If there’s ever a time when financial advisors get to stress-test their client communication skills, it’s when the Dow plummets more than 7%, triggering a stock market shut down.

Trading resumed after that happened today, but where the coronavirus will take investors and advisors next is an unfolding story. So far, U.S. authorities have reported a total of 500 cases of the virus, with 22 fatalities.

While the disease’s unpredictable nature may make communicating with nervous clients challenging, advisors told Financial Advisor they have been quick to calm client concerns and tried to keep things positive.

“This is an opportunity for us, with the markets being as volatile as they are, to tell clients we are harvesting losses in taxable accounts and rebalancing portfolios,” said Ian Harvey, an advisor with Bridgewater Advisor LLC in New York City.
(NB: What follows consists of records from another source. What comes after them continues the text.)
//! Per-user ordered bookmark lists.
//!
//! Each user's bookmarks carry a persisted `order` that is kept dense: for a
//! user with `N` bookmarks the orders are exactly `1..=N`. Appends take
//! `N + 1`, removals close the gap, and moves pop the bookmark out (order 0),
//! close the gap, then reopen a slot where it lands.
//!
//! Every mutation runs inside [`BookmarkStore::with_user_bookmarks`], which
//! serialises work per user and only publishes changes when the closure
//! succeeds. The density check runs before the scope is left, so a broken
//! list aborts the whole operation instead of being persisted.

use log::{debug, error, warn};
use thiserror::Error;

use crate::{PoiId, StoreError, UserId};

/// A user's saved reference to a POI and its position in their list.
#[derive(Debug, Clone, Copy, PartialEq, Eq)]
#[cfg_attr(feature = "serde", derive(serde::Serialize, serde::Deserialize))]
pub struct Bookmark {
    /// Owner of the bookmark.
    pub user: UserId,
    /// Bookmarked POI.
    pub poi: PoiId,
    /// 1-based position in the owner's list.
    pub order: u32,
}

/// Errors raised by [`Bookmarks`].
#[derive(Debug, Error)]
pub enum BookmarkError {
    /// The user has not bookmarked the POI.
    #[error("user {user} has no bookmark for POI {poi}")]
    NotFound {
        /// Owner whose list was searched.
        user: UserId,
        /// POI that was not bookmarked.
        poi: PoiId,
    },
    /// A move referenced a bookmark owned by someone other than the caller.
    #[error("user {caller} cannot move bookmarks owned by user {owner}")]
    CrossOwnerReference {
        /// User requesting the move.
        caller: UserId,
        /// Owner of the offending bookmark.
        owner: UserId,
    },
    /// Stored orders were not exactly `1..=N`. Indicates a bug; nothing was
    /// written.
    #[error("bookmark orders for user {user} are not dense: {orders:?}")]
    InvariantViolation {
        /// Owner of the corrupt list.
        user: UserId,
        /// Orders found, ascending.
        orders: Vec<u32>,
    },
    /// The backend failed.
    #[error(transparent)]
    Store(#[from] StoreError),
}

/// One user's bookmark rows, as seen inside a [`BookmarkStore`] scope.
///
/// Shift operations never touch the row parked at order 0.
pub trait BookmarkRows {
    /// Owner of the rows.
    fn user(&self) -> UserId;

    /// Bookmark for `poi`, if any.
    fn get(&self, poi: PoiId) -> Result<Option<Bookmark>, StoreError>;

    /// All bookmarks, ascending by order.
    fn list(&self) -> Result<Vec<Bookmark>, StoreError>;

    /// Highest order held, or 0 for an empty list.
    fn max_order(&self) -> Result<u32, StoreError>;

    /// Create a bookmark. Fails if the POI or order is already taken.
    fn insert(&mut self, poi: PoiId, order: u32) -> Result<Bookmark, StoreError>;

    /// Delete the bookmark for `poi`.
    fn delete(&mut self, poi: PoiId) -> Result<(), StoreError>;

    /// Reassign the order of the bookmark for `poi`.
    fn set_order(&mut self, poi: PoiId, order: u32) -> Result<(), StoreError>;

    /// Decrement every order greater than `above`.
    fn shift_down_above(&mut self, above: u32) -> Result<(), StoreError>;

    /// Increment every order greater than or equal to `from`.
    fn shift_up_from(&mut self, from: u32) -> Result<(), StoreError>;
}

/// Backend holding bookmark rows.
pub trait BookmarkStore {
    /// Run `work` against `user`'s rows with exclusive access.
    ///
    /// Implementations must hold a per-user lock or an equivalent
    /// serialisable transaction from the first read to the last write, and
    /// must discard every change when `work` returns an error.
    fn with_user_bookmarks<T, F>(&self, user: UserId, work: F) -> Result<T, BookmarkError>
    where
        F: FnOnce(&mut dyn BookmarkRows) -> Result<T, BookmarkError>;

    /// `user`'s bookmarks ascending by order, read outside any write scope.
    fn list_bookmarks(&self, user: UserId) -> Result<Vec<Bookmark>, StoreError>;
}

/// Ordered bookmark list operations over a [`BookmarkStore`].
///
/// # Examples
/// ```
/// use poimark_core::{Bookmarks, MemoryStore, PoiId, UserId};
///
/// # fn main() -> Result<(), poimark_core::BookmarkError> {
/// let store = MemoryStore::default();
/// let bookmarks = Bookmarks::new(&store);
/// let user = UserId(1);
///
/// for poi in [PoiId(10), PoiId(20), PoiId(30)] {
///     bookmarks.bookmark(user, poi)?;
/// }
/// bookmarks.move_before(user, PoiId(30), Some(PoiId(10)))?;
///
/// let order: Vec<_> = bookmarks.list(user)?.iter().map(|b| b.poi).collect();
/// assert_eq!(order, vec![PoiId(30), PoiId(10), PoiId(20)]);
/// # Ok(())
/// # }
/// ```
#[derive(Debug)]
pub struct Bookmarks<'s, S: ?Sized> {
    store: &'s S,
}

impl<S: ?Sized> Clone for Bookmarks<'_, S> {
    fn clone(&self) -> Self {
        *self
    }
}

impl<S: ?Sized> Copy for Bookmarks<'_, S> {}

impl<'s, S> Bookmarks<'s, S>
where
    S: BookmarkStore + ?Sized,
{
    /// Wrap a store.
    pub const fn new(store: &'s S) -> Self {
        Self { store }
    }

    /// Append `poi` to `user`'s list.
    ///
    /// Returns the existing bookmark unchanged with `false` when the POI is
    /// already bookmarked, otherwise the new bookmark at order `N + 1` with
    /// `true`.
    pub fn bookmark(&self, user: UserId, poi: PoiId) -> Result<(Bookmark, bool), BookmarkError> {
        self.store.with_user_bookmarks(user, |rows| {
            if let Some(existing) = rows.get(poi)? {
                return Ok((existing, false));
            }
            let order = rows.max_order()?.saturating_add(1);
            let created = rows.insert(poi, order)?;
            ensure_dense(rows)?;
            debug!("user {user} bookmarked POI {poi} at order {order}");
            Ok((created, true))
        })
    }

    /// Remove `poi` from `user`'s list and close the gap.
    ///
    /// Returns `false` when the POI was not bookmarked.
    pub fn unbookmark(&self, user: UserId, poi: PoiId) -> Result<bool, BookmarkError> {
        self.store.with_user_bookmarks(user, |rows| {
            let Some(existing) = rows.get(poi)? else {
                return Ok(false);
            };
            rows.delete(poi)?;
            rows.shift_down_above(existing.order)?;
            ensure_dense(rows)?;
            debug!(
                "user {user} removed bookmark for POI {poi} from order {}",
                existing.order
            );
            Ok(true)
        })
    }

    /// Move `bookmark` immediately before `before`, or to the end of the list
    /// when `before` is `None`.
    ///
    /// Both bookmarks must belong to `caller`; otherwise nothing is touched and
    /// [`BookmarkError::CrossOwnerReference`] is returned. The passed values are
    /// only used for ownership and identity: current orders are re-read from
    /// the store.
    pub fn move_bookmark(
        &self,
        caller: UserId,
        bookmark: &Bookmark,
        before: Option<&Bookmark>,
    ) -> Result<Bookmark, BookmarkError> {
        for owner in std::iter::once(bookmark.user).chain(before.map(|b| b.user)) {
            if owner != caller {
                warn!("user {caller} tried to move a bookmark owned by user {owner}");
                return Err(BookmarkError::CrossOwnerReference { caller, owner });
            }
        }
        self.move_before(caller, bookmark.poi, before.map(|b| b.poi))
    }

    /// Move the bookmark for `poi` immediately before the bookmark for
    /// `before`, or to the end when `before` is `None`.
    ///
    /// Moving a bookmark before itself leaves the list unchanged.
    pub fn move_before(
        &self,
        user: UserId,
        poi: PoiId,
        before: Option<PoiId>,
    ) -> Result<Bookmark, BookmarkError> {
        self.store.with_user_bookmarks(user, |rows| {
            let moving = require(rows, poi)?;
            let order = match before {
                Some(target) if target == poi => return Ok(moving),
                None => {
                    pop_out(rows, &moving)?;
                    rows.max_order()?.saturating_add(1)
                }
                Some(target) => {
                    require(rows, target)?;
                    pop_out(rows, &moving)?;
                    // The pop may have shifted the target; read it again.
                    let anchor = require(rows, target)?;
                    rows.shift_up_from(anchor.order)?;
                    anchor.order
                }
            };
            rows.set_order(poi, order)?;
            ensure_dense(rows)?;
            debug!(
                "user {user} moved bookmark for POI {poi} from order {} to {order}",
                moving.order
            );
            require(rows, poi)
        })
    }

    /// `user`'s bookmarks in list order.
    pub fn list(&self, user: UserId) -> Result<Vec<Bookmark>, BookmarkError> {
        Ok(self.store.list_bookmarks(user)?)
    }
}

fn require(rows: &dyn BookmarkRows, poi: PoiId) -> Result<Bookmark, BookmarkError> {
    rows.get(poi)?.ok_or(BookmarkError::NotFound {
        user: rows.user(),
        poi,
    })
}

/// Park `bookmark` at order 0 and close the gap it leaves.
fn pop_out(rows: &mut dyn BookmarkRows, bookmark: &Bookmark) -> Result<(), BookmarkError> {
    rows.set_order(bookmark.poi, 0)?;
    rows.shift_down_above(bookmark.order)?;
    Ok(())
}

fn ensure_dense(rows: &dyn BookmarkRows) -> Result<(), BookmarkError> {
    let orders: Vec<u32> = rows.list()?.iter().map(|bookmark| bookmark.order).collect();
    if is_dense(&orders) {
        return Ok(());
    }
    let user = rows.user();
    error!("bookmark orders for user {user} lost density: {orders:?}");
    Err(BookmarkError::InvariantViolation { user, orders })
}

/// Whether ascending `orders` are exactly `1..=len`.
pub(crate) fn is_dense(orders: &[u32]) -> bool {
    orders
        .iter()
        .zip(1_u32..)
        .all(|(order, expected)| *order == expected)
}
The firm manages $1.2. billion in mutual funds and ETFs for high-net-worth individuals with portfolios north of $2 million.

“A handful of clients have called the office and we have sent one communication about the virus,” he added. “But we are strategic portfolio managers and are not making tactical decisions based on this virus or any other single event. We work to capture long-term growth and that’s what we communicated.”
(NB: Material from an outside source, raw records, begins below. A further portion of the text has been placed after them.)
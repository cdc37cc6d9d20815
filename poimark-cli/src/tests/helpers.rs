//! Test helpers for building throwaway databases and datasets.

use camino::Utf8PathBuf;
use poimark_core::test_support::{sample_pois, sample_regions, sample_users};
use serde_json::Value;
use tempfile::TempDir;

use crate::actions::{ActionConfig, run_action_with};
use crate::import::{Dataset, ImportConfig, run_import_with};

/// A temporary directory holding a dataset file and a database path.
pub(super) struct Workspace {
    _dir: TempDir,
    pub(super) root: Utf8PathBuf,
    pub(super) dataset: Utf8PathBuf,
    pub(super) database: Utf8PathBuf,
}

impl Workspace {
    pub(super) fn new() -> Self {
        let dir = TempDir::new().expect("tempdir");
        let root = Utf8PathBuf::from_path_buf(dir.path().to_path_buf()).expect("utf-8 workspace");
        let dataset = root.join("dataset.json");
        let database = root.join("poimark.db");
        Self {
            _dir: dir,
            root,
            dataset,
            database,
        }
    }

    /// Write the sample users, regions and POIs as the dataset file.
    pub(super) fn with_sample_dataset() -> Self {
        let workspace = Self::new();
        let mut regions = sample_regions();
        // Provinces first, so the import has to reorder them.
        regions.reverse();
        let dataset = Dataset {
            users: sample_users().expect("sample users"),
            regions,
            pois: sample_pois(),
        };
        workspace.write_dataset(&dataset);
        workspace
    }

    pub(super) fn write_dataset(&self, dataset: &Dataset) {
        let payload = serde_json::to_vec_pretty(dataset).expect("encode dataset");
        std::fs::write(&self.dataset, payload).expect("write dataset");
    }

    pub(super) fn import(&self) -> Value {
        let config = ImportConfig {
            dataset: self.dataset.clone(),
            database: self.database.clone(),
        };
        let mut output = Vec::new();
        run_import_with(config, &mut output).expect("import succeeds");
        serde_json::from_slice(&output).expect("import output is JSON")
    }

    pub(super) fn run(&self, config: ActionConfig) -> Result<Value, crate::CliError> {
        let mut output = Vec::new();
        run_action_with(config, &mut output)?;
        Ok(serde_json::from_slice(&output).expect("action output is JSON"))
    }

    /// Pin a parsed configuration to this workspace's database.
    pub(super) fn target(&self, mut config: ActionConfig) -> ActionConfig {
        config.database = self.database.clone();
        config
    }
}

/// Ids of the POIs in a `results` outcome.
pub(super) fn result_ids(outcome: &Value) -> Vec<u64> {
    outcome["pois"]
        .as_array()
        .expect("results carry a pois array")
        .iter()
        .map(|hit| hit["poi"]["id"].as_u64().expect("numeric id"))
        .collect()
}

/// POI ids of a `bookmarks` outcome in list order.
pub(super) fn bookmarked_ids(outcome: &Value) -> Vec<u64> {
    outcome["bookmarks"]
        .as_array()
        .expect("bookmarks array")
        .iter()
        .map(|bookmark| bookmark["poi"].as_u64().expect("numeric id"))
        .collect()
}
At Left Brain Wealth Management in Naperville, Ill., Freddy Garcia, president of investments, said he spent last week drilling down into each stock position the firm holds in its 31-stock portfolio in order to clearly communicate the firm’s strategy in the wake of the selloff. “As the breakout of the coronavirus hit the markets swiftly in a negative way, we revisited every position we own for clients,” he said.

That led Garcia to sell the firm’s position in Carnival Cruise Line, which he has discussed with some clients. “We made that change and sold off a position in Carnival that we felt would have taken a lot longer to recover,” Garcia said.

In contrast, he strategically held onto Boeing, a stock he uses as a value play and which a number of clients asked about. Despite it being an aviation stock, it’s near-monopoly position as a publicly-traded plane builder should mean it loses less value and rebounds more quickly, Garcia says.

Smart advisors should use market disruptions to leverage effective communication that elaborates on the services and benefits clients are receiving, said Marie Swift, founder and CEO of Impact Communications.

“Times of fear and uncertainty—like we are seeing now—provide advisors with a great opportunity to underscore their value,” she said. “Most clients do not really understand what the advisor does on a day-to-day basis, so being in touch now can help reassure them that you are on top of things. Communicating with authority and a sense of calm is essential right now."